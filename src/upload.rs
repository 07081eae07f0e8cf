use crate::error::{GhostError, Result};
use std::fmt;
use std::path::Path;

/// MIME type used when the extension is unknown
pub const DEFAULT_MIME_TYPE: &str = "application/octet-stream";

const MIME_TYPES: &[(&str, &str)] = &[
    ("png", "image/png"),
    ("jpg", "image/jpeg"),
    ("jpeg", "image/jpeg"),
    ("gif", "image/gif"),
    ("svg", "image/svg+xml"),
    ("webp", "image/webp"),
    ("mp4", "video/mp4"),
    ("webm", "video/webm"),
    ("ogv", "video/ogg"),
    ("mp3", "audio/mpeg"),
    ("zip", "application/zip"),
    ("pdf", "application/pdf"),
    ("json", "application/json"),
    ("css", "text/css"),
];

/// Detect a MIME type from a file name's extension (case-insensitive)
pub fn mime_type_for(file_name: &str) -> &'static str {
    let ext = match Path::new(file_name).extension().and_then(|e| e.to_str()) {
        Some(ext) => ext.to_ascii_lowercase(),
        None => return DEFAULT_MIME_TYPE,
    };

    MIME_TYPES
        .iter()
        .find(|(known, _)| *known == ext)
        .map(|(_, mime)| *mime)
        .unwrap_or(DEFAULT_MIME_TYPE)
}

/// File content ready to be sent as the `file` part of a multipart upload.
#[derive(Clone, PartialEq, Eq)]
pub struct UploadFile {
    pub file_name: String,
    pub mime_type: String,
    pub content: Vec<u8>,
}

impl UploadFile {
    /// Wrap in-memory content; the MIME type is detected from `file_name`
    pub fn from_bytes(file_name: impl Into<String>, content: Vec<u8>) -> Self {
        let file_name = file_name.into();
        UploadFile {
            mime_type: mime_type_for(&file_name).to_string(),
            file_name,
            content,
        }
    }

    /// Read a file from disk
    pub fn from_path(path: impl AsRef<Path>) -> Result<Self> {
        let path = path.as_ref();
        let file_name = path
            .file_name()
            .and_then(|n| n.to_str())
            .ok_or_else(|| {
                GhostError::usage(format!("upload requires a file path, got {}", path.display()))
            })?
            .to_string();

        let content = std::fs::read(path)?;
        Ok(UploadFile::from_bytes(file_name, content))
    }
}

impl fmt::Debug for UploadFile {
    fn fmt(&self, f: &mut fmt::Formatter<'_>) -> fmt::Result {
        f.debug_struct("UploadFile")
            .field("file_name", &self.file_name)
            .field("mime_type", &self.mime_type)
            .field("len", &self.content.len())
            .finish()
    }
}

#[cfg(test)]
mod tests {
    use super::*;
    use std::io::Write;

    #[test]
    fn test_known_extensions() {
        assert_eq!(mime_type_for("photo.png"), "image/png");
        assert_eq!(mime_type_for("photo.JPG"), "image/jpeg");
        assert_eq!(mime_type_for("clip.ogv"), "video/ogg");
        assert_eq!(mime_type_for("theme.zip"), "application/zip");
        assert_eq!(mime_type_for("/tmp/dir.d/style.css"), "text/css");
    }

    #[test]
    fn test_unknown_extensions_default() {
        assert_eq!(mime_type_for("archive.tar.xz"), DEFAULT_MIME_TYPE);
        assert_eq!(mime_type_for("README"), DEFAULT_MIME_TYPE);
        assert_eq!(mime_type_for(".png"), DEFAULT_MIME_TYPE);
    }

    #[test]
    fn test_from_path_reads_content() {
        let mut file = tempfile::Builder::new().suffix(".webp").tempfile().unwrap();
        file.write_all(b"RIFF....WEBP").unwrap();

        let upload = UploadFile::from_path(file.path()).unwrap();
        assert_eq!(upload.mime_type, "image/webp");
        assert_eq!(upload.content, b"RIFF....WEBP");
        assert!(upload.file_name.ends_with(".webp"));
    }

    #[test]
    fn test_from_path_missing_file() {
        let err = UploadFile::from_path("/definitely/not/here.png").unwrap_err();
        assert!(matches!(err, GhostError::Io(_)));
    }
}
use serde_json::Value;
use thiserror::Error;

/// Classification of an error reported by the Ghost server, keyed by HTTP status.
#[derive(Debug, Clone, Copy, PartialEq, Eq, Hash)]
pub enum ErrorKind {
    /// 400
    BadRequest,
    /// 401
    AuthenticationFailed,
    /// 403
    Forbidden,
    /// 404
    NotFound,
    /// 422
    Unprocessable,
    /// 500
    ServerError,
    /// Any other status
    Generic,
}

impl ErrorKind {
    /// Map an HTTP status code onto the taxonomy
    pub fn from_status(status: u16) -> Self {
        match status {
            400 => ErrorKind::BadRequest,
            401 => ErrorKind::AuthenticationFailed,
            403 => ErrorKind::Forbidden,
            404 => ErrorKind::NotFound,
            422 => ErrorKind::Unprocessable,
            500 => ErrorKind::ServerError,
            _ => ErrorKind::Generic,
        }
    }
}

/// Main error type for Ghost API operations
#[derive(Debug, Error)]
pub enum GhostError {
    /// Error reported by the Ghost server
    #[error("{message}")]
    Api {
        kind: ErrorKind,
        message: String,
        /// Server-supplied error type, e.g. "ValidationError"
        error_type: Option<String>,
        /// Server-supplied context
        context: Option<Value>,
        status: u16,
        request_id: Option<String>,
    },

    /// Invalid client configuration or credential, detected at construction
    #[error("configuration error: {0}")]
    Config(String),

    /// Invalid arguments to an operation, detected before any request is sent
    #[error("{0}")]
    Usage(String),

    /// Network or HTTP client failure
    #[error("transport error: {0}")]
    Transport(#[from] reqwest::Error),

    /// Admin token could not be signed
    #[error("token signing error: {0}")]
    Token(#[from] jsonwebtoken::errors::Error),

    /// JSON serialization/deserialization error
    #[error("JSON error: {0}")]
    Json(#[from] serde_json::Error),

    /// URL parsing error
    #[error("URL parse error: {0}")]
    UrlParse(#[from] url::ParseError),

    /// IO error
    #[error("IO error: {0}")]
    Io(#[from] std::io::Error),
}

impl GhostError {
    /// Build a typed error from a failed response.
    ///
    /// `body` is the decoded response body, or an empty object when the body
    /// was missing or not JSON. Only the first entry of `errors` is used.
    pub fn from_response(status: u16, body: &Value) -> Self {
        let kind = ErrorKind::from_status(status);

        match body
            .get("errors")
            .and_then(Value::as_array)
            .and_then(|errors| errors.first())
        {
            Some(err) => GhostError::Api {
                kind,
                message: err
                    .get("message")
                    .and_then(Value::as_str)
                    .unwrap_or("Unknown error")
                    .to_string(),
                error_type: err.get("type").and_then(Value::as_str).map(str::to_string),
                context: err.get("context").filter(|c| !c.is_null()).cloned(),
                status,
                request_id: None,
            },
            None => GhostError::Api {
                kind,
                message: "Unknown error".to_string(),
                error_type: None,
                context: None,
                status,
                request_id: None,
            },
        }
    }

    pub(crate) fn with_request_id(mut self, id: Option<String>) -> Self {
        if let GhostError::Api { request_id, .. } = &mut self {
            *request_id = id;
        }
        self
    }

    pub(crate) fn config(message: impl Into<String>) -> Self {
        GhostError::Config(message.into())
    }

    pub(crate) fn usage(message: impl Into<String>) -> Self {
        GhostError::Usage(message.into())
    }

    /// Server error kind, if this error came from the server
    pub fn kind(&self) -> Option<ErrorKind> {
        match self {
            GhostError::Api { kind, .. } => Some(*kind),
            _ => None,
        }
    }

    /// True for caller mistakes raised before any network activity
    pub fn is_usage_error(&self) -> bool {
        matches!(self, GhostError::Config(_) | GhostError::Usage(_))
    }

    /// Check if this error is a permission denied error (403)
    pub fn is_permission_denied(&self) -> bool {
        self.kind() == Some(ErrorKind::Forbidden)
    }

    /// Check if this error is a not found error (404)
    pub fn is_not_found(&self) -> bool {
        self.kind() == Some(ErrorKind::NotFound)
    }

    /// Get the HTTP status code if this is an API error
    pub fn status_code(&self) -> Option<u16> {
        match self {
            GhostError::Api { status, .. } => Some(*status),
            GhostError::Transport(e) => e.status().map(|s| s.as_u16()),
            _ => None,
        }
    }
}

/// Result type for Ghost API operations
pub type Result<T> = std::result::Result<T, GhostError>;
//! Test helper utilities shared by the integration tests

#![allow(dead_code)]

use async_trait::async_trait;
use hal_broker::models::job::{JobRecord, JobStatus, ResultFields};
use hal_broker::services::pipeline::{Pipeline, PipelineError};
use hal_broker::services::status::JobStatusService;
use hal_broker::services::store::JobStore;
use serde_json::json;
use std::path::Path;
use std::sync::atomic::{AtomicUsize, Ordering};
use std::sync::Arc;
use std::time::Duration;
use tokio::sync::Semaphore;
use tokio::time::sleep;

/// Stand-in for the geodata pipeline that counts its runs.
///
/// A held pipeline blocks every run until `release` hands out a permit, which
/// lets a test observe jobs while they are still in progress.
pub struct FakePipeline {
    calls: AtomicUsize,
    fields: Option<ResultFields>,
    gate: Option<Semaphore>,
}

impl FakePipeline {
    pub fn succeeding(fields: ResultFields) -> Arc<Self> {
        Arc::new(Self {
            calls: AtomicUsize::new(0),
            fields: Some(fields),
            gate: None,
        })
    }

    pub fn failing() -> Arc<Self> {
        Arc::new(Self {
            calls: AtomicUsize::new(0),
            fields: None,
            gate: None,
        })
    }

    pub fn held(fields: ResultFields) -> Arc<Self> {
        Arc::new(Self {
            calls: AtomicUsize::new(0),
            fields: Some(fields),
            gate: Some(Semaphore::new(0)),
        })
    }

    pub fn release(&self, runs: usize) {
        if let Some(gate) = &self.gate {
            gate.add_permits(runs);
        }
    }

    pub fn calls(&self) -> usize {
        self.calls.load(Ordering::SeqCst)
    }
}

#[async_trait]
impl Pipeline for FakePipeline {
    async fn run(&self, _input: &str) -> Result<ResultFields, PipelineError> {
        self.calls.fetch_add(1, Ordering::SeqCst);
        if let Some(gate) = &self.gate {
            if let Ok(permit) = gate.acquire().await {
                permit.forget();
            }
        }
        match &self.fields {
            Some(fields) => Ok(fields.clone()),
            None => Err(PipelineError::MissingTokens("place".to_string())),
        }
    }
}

/// Result fields shaped like the geodata pipeline's.
pub fn sample_fields() -> ResultFields {
    let mut fields = ResultFields::new();
    fields.insert("place".to_string(), json!("Springfield"));
    fields.insert("geospatial_feature".to_string(), json!("museums"));
    fields.insert(
        "data_file_name".to_string(),
        json!("results/Springfield_museums/Springfield_museums.overpass.json"),
    );
    fields
}

pub async fn open_store(dir: &Path) -> Arc<JobStore> {
    Arc::new(
        JobStore::open(dir.join("cache.json"))
            .await
            .expect("Failed to open job store"),
    )
}

/// Poll a job the way the ask page does until it leaves `in_progress`.
///
/// Panics if a terminal status is ever followed by a non-terminal one, or if
/// the job does not finish within `timeout`.
pub async fn poll_until_finished(
    status: &JobStatusService,
    id: &str,
    timeout: Duration,
) -> JobRecord {
    let interval = Duration::from_millis(10);
    let attempts = (timeout.as_millis() / interval.as_millis()).max(1);

    for _ in 0..attempts {
        let record = status.query(id).await.expect("Job disappeared while polling");
        match record.status {
            JobStatus::Succeeded | JobStatus::Failed => {
                // A finished job must stay finished.
                let again = status.query(id).await.expect("Job disappeared while polling");
                assert_eq!(again.status, record.status);
                return record;
            }
            JobStatus::Pending | JobStatus::InProgress => sleep(interval).await,
        }
    }

    panic!("Job {id} did not finish within {timeout:?}");
}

_ _ _

ASSIGNMENT: The word "attempts" appears in some lines of the data. Copy every one of those lines.

RESULT OF THE EXERCISE:
    let attempts = (timeout.as_millis() / interval.as_millis()).max(1);
    for _ in 0..attempts {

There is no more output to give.